## Brief
Your reply should be made up of every line in the records below that holds the string "transform".

○ ○ ○ ○ ○ ○ ○

//! # longarith-ntt
//!
//! Number-theoretic-transform multiplication of digit vectors: prime-field
//! parameters, roots-of-unity tables, a recursive radix-2 transform and the
//! convolution pipeline that carries the result back into digits.

pub mod field;
pub mod memory_est;
pub mod ntt;
pub mod roots;
pub mod transform;

// Re-exports
pub use field::NttParams;
pub use memory_est::estimate_ntt_memory;
pub use ntt::{multiply_ntt, multiply_ntt_with, square_ntt, NttMultiplier};
pub use roots::{roots_of_unity_half, RootCache};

○ ○ ○ ○ ○ ○ ○

## Answer to this exercise
//! Number-theoretic-transform multiplication of digit vectors: prime-field
//! parameters, roots-of-unity tables, a recursive radix-2 transform and the
pub mod transform;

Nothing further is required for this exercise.